Boh… dans le premier post, Lo parle de détachement de l'auteur, pour autant, je ne le comprends pas comme une absence de « je ». D'ailleurs, son premier exemple est le suivant :
Basho (le père de l'haïku, 2e moitié du XVIIe siècle)
Sur l'éventail
Je mets le vent venant du mont Fuji.
Voilà le souvenir d'Edo.
ou dans celui que j'ai cité :
J'arrose,
pensant pouvoir
vivre encore.
Toshiko Tonomura
Après, je ne sais pas comment était la version japonaise, peut-être que la présence du « je » a été rajoutée à la traduction.
Je vais éclairer ta lanterne de suite : le "je" est rajouté à la traduction. C'est dû principalement au fait que le japonais est une langue contextuelle. En clair, dès qu'un élément est admis, il peut être shinté. Donc traduire des haïkus en français est très difficile à cause de cette subtilité. Une phrase en français, c'est Sujet+Verbe (+complément). En japonais, ça peut être un simple verbe, un adjectif, voire même un nom !
Le haïku est intrisèquement lié à la langue et la culture japonaise (sans déc
lol). Déjà par sa contrainte (17 mores en 5-7-5 le plus classiquement) qui est très différente de la métrique française, car le japonais est syllabique (et à cause de ça pauvre phonétiquement) alors que le français avec ses multiples combinaisons de lettres (syllabes, diérèses, synérèses) et sa prononciation à la con (ce c*nnard d'
e muet
) ne peut pas rivaliser avec la rythmique japonaise malgré un comptage en règle 5-7-5 syllabes (et pas mores). D'autre part, le japonais ne fait pas de rimes (donc n'en faites pas).
Il y a aussi une autre subtilité concernant notre fameux 5-7-5 : les haïkus peuvent s'écrire en une seule ligne (et pas forcément 3 lignes 5/7/5), voire complètement collé.

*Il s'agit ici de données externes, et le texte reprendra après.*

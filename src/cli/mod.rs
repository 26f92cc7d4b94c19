//! Command line interface for the kodegen SEA bundler.
//!
//! Parses arguments, runs one build, and reports the outcome.

mod args;
mod output;

pub use args::{Args, RuntimeConfig};
pub use output::OutputManager;

use crate::{
    bundler::{Bundler, PublishedExecutable, Settings},
    error::{CliError, Result},
};

/// Main CLI entry point
///
/// Returns the process exit code: 0 when the executable was published, 1 for
/// every failure. Failures are printed as `<Kind>: <message>`.
pub async fn run() -> Result<i32> {
    let args = Args::parse_args();
    let config = RuntimeConfig::from(&args);

    match execute(&args, &config).await {
        Ok(()) => Ok(0),
        Err(e) => {
            log::debug!("Build failed: {:?}", e);
            config.output().error(&e.kind().to_string(), &e.message())?;
            Ok(1)
        }
    }
}

async fn execute(args: &Args, config: &RuntimeConfig) -> Result<()> {
    args.validate()
        .map_err(|reason| CliError::InvalidArguments { reason })?;
    let settings = args.settings()?;
    describe(&settings, config)?;

    let existing = settings.output_directory().join(settings.executable_file_name());
    if existing.is_file() {
        config.warn(&format!(
            "'{}' already exists and will be replaced if the build succeeds",
            existing.display()
        ))?;
    }

    let output = config.output().clone();
    let bundler = Bundler::new(settings).on_stage(move |stage| {
        if let Err(e) = output.progress(&stage.to_string()) {
            log::debug!("Failed to print progress for '{}': {}", stage, e);
        }
    });

    let published = bundler.bundle().await?;
    report(&published, bundler.settings(), config)?;
    Ok(())
}

fn describe(settings: &Settings, config: &RuntimeConfig) -> Result<()> {
    config.verbose_println(&format!("Entry point: {}", settings.entry_point().display()))?;
    config.verbose_println(&format!(
        "Output directory: {}",
        settings.output_directory().display()
    ))?;
    let tools = settings.tools();
    for (tool, path) in [
        ("node", &tools.node),
        ("npm", &tools.npm),
        ("esbuild", &tools.esbuild),
        ("postject", &tools.postject),
    ] {
        if let Some(path) = path {
            config.verbose_println(&format!("Using {tool}: {}", path.display()))?;
        }
    }
    Ok(())
}

fn report(
    published: &PublishedExecutable,
    settings: &Settings,
    config: &RuntimeConfig,
) -> Result<()> {
    config.success(&format!(
        "'{}' has been successfully written to {}",
        settings.executable_file_name(),
        settings.output_directory().display()
    ))?;
    if config.output().is_verbose() {
        config.indent(&format!("size: {} bytes", published.size))?;
        config.indent(&format!("sha256: {}", published.checksum))?;
    }
    Ok(())
}
//! The single commit point of a build.

use super::checksum::calculate_sha256;
use crate::bundler::{Result, error::ErrorExt, utils::fs::replace_file};
use std::path::{Path, PathBuf};

/// An executable that was written to the caller's output directory.
#[derive(Clone, Debug, PartialEq, Eq)]
pub struct PublishedExecutable {
    /// Final location.
    pub path: PathBuf,
    /// Size in bytes.
    pub size: u64,
    /// Hex SHA-256 of the contents.
    pub checksum: String,
}

/// Copies the finished executable from the workspace to `destination`.
///
/// This is the only write to the caller's filesystem. Size and checksum are
/// taken from the workspace copy beforehand, so once the file is in place
/// nothing else can fail. The file appears atomically; an existing file with
/// the same name is replaced.
pub async fn publish(executable: &Path, destination: &Path) -> Result<PublishedExecutable> {
    let size = tokio::fs::metadata(executable)
        .await
        .fs_context("reading artifact metadata", executable)?
        .len();
    let checksum = calculate_sha256(executable).await?;

    replace_file(executable, destination).await?;

    log::info!(
        "✓ Published {} ({} bytes, sha256 {})",
        destination.display(),
        size,
        checksum
    );

    Ok(PublishedExecutable {
        path: destination.to_path_buf(),
        size,
        checksum,
    })
}
//! External tool locations.

use std::path::PathBuf;

/// Explicit paths for the external collaborators.
///
/// Any tool left as `None` is discovered at the point of use (see
/// [`tools::detection`](crate::bundler::tools::detection)).
#[derive(Clone, Debug, Default)]
pub struct ToolPaths {
    /// Node.js runtime; also the executable image that gets duplicated.
    pub node: Option<PathBuf>,
    /// npm, used to reinstall dependencies in the staged tree.
    pub npm: Option<PathBuf>,
    /// esbuild CLI.
    pub esbuild: Option<PathBuf>,
    /// postject CLI.
    pub postject: Option<PathBuf>,
}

Par exemple, la liste des haïku de notre fameux Basho :
http://www2.yamanashi-ken.ac.jp/~itoyo/basho/haikusyu/Default.htm (si vous avez un problème avec le japonais, vérifier votre encodage, c'est du
Japonais Shift JIS)
La métrique 5-7-5 est visible en cliquant sur un des haïkus.
Par exemple, celui cité par mon cher Bossu (caressez ma bosse lol) :
http://www2.yamanashi-ken.ac.jp/~itoyo/basho/haikusyu/miyage.htmEt Ô surprise, Le Basho, ben il vous a fait un méchant haïku en 6-7-5 (il suffit de compter les kanas, en japonais kana=more, c'est très pratique, non
)!! Le fourbe !! Comme quoi, le 5-7-5, c'est la règle, mais pas la tradition lol : ふじのかぜや(
6) おうぎにのせて(7) えどみやげ(5)
En traduction mot à mot : 富士(fuji)の(de)風(vent)や(mot rythmique sans sens particulier utilisé dans les haïkus, nommé kireji)/扇(éventail)に(localisation)のせて(monter)江戸(edo)土産(cadeau)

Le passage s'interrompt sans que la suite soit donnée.